*** Source material ***

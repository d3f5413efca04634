use std::path::{Path, PathBuf};

use tempfile::TempDir;
use tracing::{debug, warn};

use crate::error::{Error, Result};

/// A fresh HOME directory for one reviewer invocation. Confines CLI caches
/// and credential files; removed when dropped.
pub struct IsolatedHome {
    dir: TempDir,
}

impl IsolatedHome {
    pub fn new() -> Result<Self> {
        let dir = TempDir::with_prefix("cerberus-home-")
            .map_err(|e| Error::Staging(format!("failed to create isolated home: {e}")))?;
        Ok(Self { dir })
    }

    pub fn path(&self) -> &Path {
        self.dir.path()
    }

    /// The per-perspective scratchpad path inside this HOME. The prompt
    /// tells the model to write progress here so a timed-out run can still
    /// be salvaged.
    pub fn scratchpad_path(&self, perspective: &str) -> PathBuf {
        self.dir.path().join(format!("{perspective}-scratchpad.md"))
    }
}

#[derive(Debug)]
enum Backup {
    /// Destination did not exist before staging.
    Absent,
    /// Original file content moved aside.
    Saved(PathBuf),
}

#[derive(Debug)]
struct StagedEntry {
    dest: PathBuf,
    backup: Backup,
}

/// Stages trusted files into a consumer checkout and restores the checkout
/// byte-identically on drop.
///
/// The LLM CLI auto-discovers project config and agent definitions from the
/// working tree, so a run inside a consumer repository must temporarily
/// place trusted copies there. Destinations that are symlinks or otherwise
/// not regular files are refused outright.
pub struct WorkspaceStaging {
    backup_dir: TempDir,
    staged: Vec<StagedEntry>,
    restored: bool,
}

impl WorkspaceStaging {
    pub fn new() -> Result<Self> {
        let backup_dir = TempDir::with_prefix("cerberus-staging-")
            .map_err(|e| Error::Staging(format!("failed to create backup dir: {e}")))?;
        Ok(Self {
            backup_dir,
            staged: Vec::new(),
            restored: false,
        })
    }

    /// Copy `source` (trusted) to `dest` inside the workspace, backing up
    /// any existing regular file at `dest`.
    pub fn stage(&mut self, source: &Path, dest: &Path) -> Result<()> {
        if !source.is_file() {
            return Err(Error::Staging(format!(
                "trusted source is not a regular file: {}",
                source.display()
            )));
        }

        let backup = match std::fs::symlink_metadata(dest) {
            Err(_) => Backup::Absent,
            Ok(meta) => {
                if !meta.is_file() {
                    return Err(Error::Staging(format!(
                        "refusing to overwrite non-regular file: {}",
                        dest.display()
                    )));
                }
                let backup_path = self.backup_dir.path().join(format!(
                    "{}.bak",
                    self.staged.len()
                ));
                std::fs::copy(dest, &backup_path).map_err(|e| {
                    Error::Staging(format!("failed to back up {}: {e}", dest.display()))
                })?;
                Backup::Saved(backup_path)
            }
        };

        if let Some(parent) = dest.parent() {
            std::fs::create_dir_all(parent)
                .map_err(|e| Error::Staging(format!("failed to create {}: {e}", parent.display())))?;
        }
        std::fs::copy(source, dest)
            .map_err(|e| Error::Staging(format!("failed to stage {}: {e}", dest.display())))?;
        debug!(dest = %dest.display(), "staged trusted file");

        self.staged.push(StagedEntry {
            dest: dest.to_path_buf(),
            backup,
        });
        Ok(())
    }

    /// Put the workspace back exactly as it was. Idempotent; also invoked
    /// from Drop as a safety net.
    pub fn restore(&mut self) -> Result<()> {
        if self.restored {
            return Ok(());
        }
        // Restore in reverse order so nested stagings unwind cleanly.
        let mut first_err = None;
        for entry in self.staged.drain(..).rev() {
            let result = match &entry.backup {
                Backup::Absent => std::fs::remove_file(&entry.dest),
                Backup::Saved(backup_path) => {
                    std::fs::copy(backup_path, &entry.dest).map(|_| ())
                }
            };
            if let Err(e) = result {
                warn!(dest = %entry.dest.display(), "failed to restore staged file: {e}");
                if first_err.is_none() {
                    first_err = Some(Error::Staging(format!(
                        "failed to restore {}: {e}",
                        entry.dest.display()
                    )));
                }
            }
        }
        self.restored = true;
        match first_err {
            Some(e) => Err(e),
            None => Ok(()),
        }
    }
}

impl Drop for WorkspaceStaging {
    fn drop(&mut self) {
        if !self.restored
            && let Err(e) = self.restore()
        {
            warn!("workspace restore on drop failed: {e}");
        }
    }
}

#[cfg(test)]
mod tests {
    use super::*;
    use std::fs;

    #[test]
    fn isolated_home_created_and_removed() {
        let path;
        {
            let home = IsolatedHome::new().unwrap();
            path = home.path().to_path_buf();
            assert!(path.exists());
            let scratch = home.scratchpad_path("security");
            assert!(scratch.ends_with("security-scratchpad.md"));
        }
        assert!(!path.exists());
    }

    #[test]
    fn stage_new_file_removed_on_restore() {
        let trusted = tempfile::tempdir().unwrap();
        let workspace = tempfile::tempdir().unwrap();
        let source = trusted.path().join("agent.md");
        fs::write(&source, "trusted agent").unwrap();
        let dest = workspace.path().join(".cerberus").join("agent.md");

        let mut staging = WorkspaceStaging::new().unwrap();
        staging.stage(&source, &dest).unwrap();
        assert_eq!(fs::read_to_string(&dest).unwrap(), "trusted agent");

        staging.restore().unwrap();
        assert!(!dest.exists());
    }

    #[test]
    fn stage_existing_file_restored_byte_identical() {
        let trusted = tempfile::tempdir().unwrap();
        let workspace = tempfile::tempdir().unwrap();
        let source = trusted.path().join("config.toml");
        fs::write(&source, "trusted = true").unwrap();
        let dest = workspace.path().join("config.toml");
        fs::write(&dest, "original consumer content").unwrap();

        let mut staging = WorkspaceStaging::new().unwrap();
        staging.stage(&source, &dest).unwrap();
        assert_eq!(fs::read_to_string(&dest).unwrap(), "trusted = true");

        staging.restore().unwrap();
        assert_eq!(
            fs::read_to_string(&dest).unwrap(),
            "original consumer content"
        );
    }

    #[test]
    fn restore_runs_on_drop() {
        let trusted = tempfile::tempdir().unwrap();
        let workspace = tempfile::tempdir().unwrap();
        let source = trusted.path().join("a.md");
        fs::write(&source, "x").unwrap();
        let dest = workspace.path().join("a.md");

        {
            let mut staging = WorkspaceStaging::new().unwrap();
            staging.stage(&source, &dest).unwrap();
            assert!(dest.exists());
        }
        assert!(!dest.exists());
    }

    #[cfg(unix)]
    #[test]
    fn refuses_to_overwrite_symlink() {
        let trusted = tempfile::tempdir().unwrap();
        let workspace = tempfile::tempdir().unwrap();
        let source = trusted.path().join("a.md");
        fs::write(&source, "x").unwrap();
        let target = workspace.path().join("target.md");
        fs::write(&target, "t").unwrap();
        let dest = workspace.path().join("link.md");
        std::os::unix::fs::symlink(&target, &dest).unwrap();

        let mut staging = WorkspaceStaging::new().unwrap();
        let err = staging.stage(&source, &dest).unwrap_err();
        assert!(err.to_string().contains("non-regular file"));
        // symlink untouched
        assert!(fs::symlink_metadata(&dest).unwrap().file_type().is_symlink());
    }

    #[test]
    fn refuses_directory_destination() {
        let trusted = tempfile::tempdir().unwrap();
        let workspace = tempfile::tempdir().unwrap();
        let source = trusted.path().join("a.md");
        fs::write(&source, "x").unwrap();
        let dest = workspace.path().join("subdir");
        fs::create_dir(&dest).unwrap();

        let mut staging = WorkspaceStaging::new().unwrap();
        assert!(staging.stage(&source, &dest).is_err());
    }

    #[test]
    fn missing_source_rejected() {
        let workspace = tempfile::tempdir().unwrap();
        let mut staging = WorkspaceStaging::new().unwrap();
        let err = staging
            .stage(Path::new("/nonexistent/agent.md"), &workspace.path().join("a"))
            .unwrap_err();
        assert!(err.to_string().contains("not a regular file"));
    }

    #[test]
    fn multiple_stagings_unwind() {
        let trusted = tempfile::tempdir().unwrap();
        let workspace = tempfile::tempdir().unwrap();
        let s1 = trusted.path().join("1.md");
        let s2 = trusted.path().join("2.md");
        fs::write(&s1, "one").unwrap();
        fs::write(&s2, "two").unwrap();
        let d1 = workspace.path().join("1.md");
        let d2 = workspace.path().join("2.md");
        fs::write(&d1, "orig1").unwrap();

        let mut staging = WorkspaceStaging::new().unwrap();
        staging.stage(&s1, &d1).unwrap();
        staging.stage(&s2, &d2).unwrap();
        staging.restore().unwrap();

        assert_eq!(fs::read_to_string(&d1).unwrap(), "orig1");
        assert!(!d2.exists());
        // second restore is a no-op
        staging.restore().unwrap();
    }
}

***

* Work order
Which lines above hold the string "struct"? Copy every one of them.

* Answer below
pub struct IsolatedHome {
struct StagedEntry {
pub struct WorkspaceStaging {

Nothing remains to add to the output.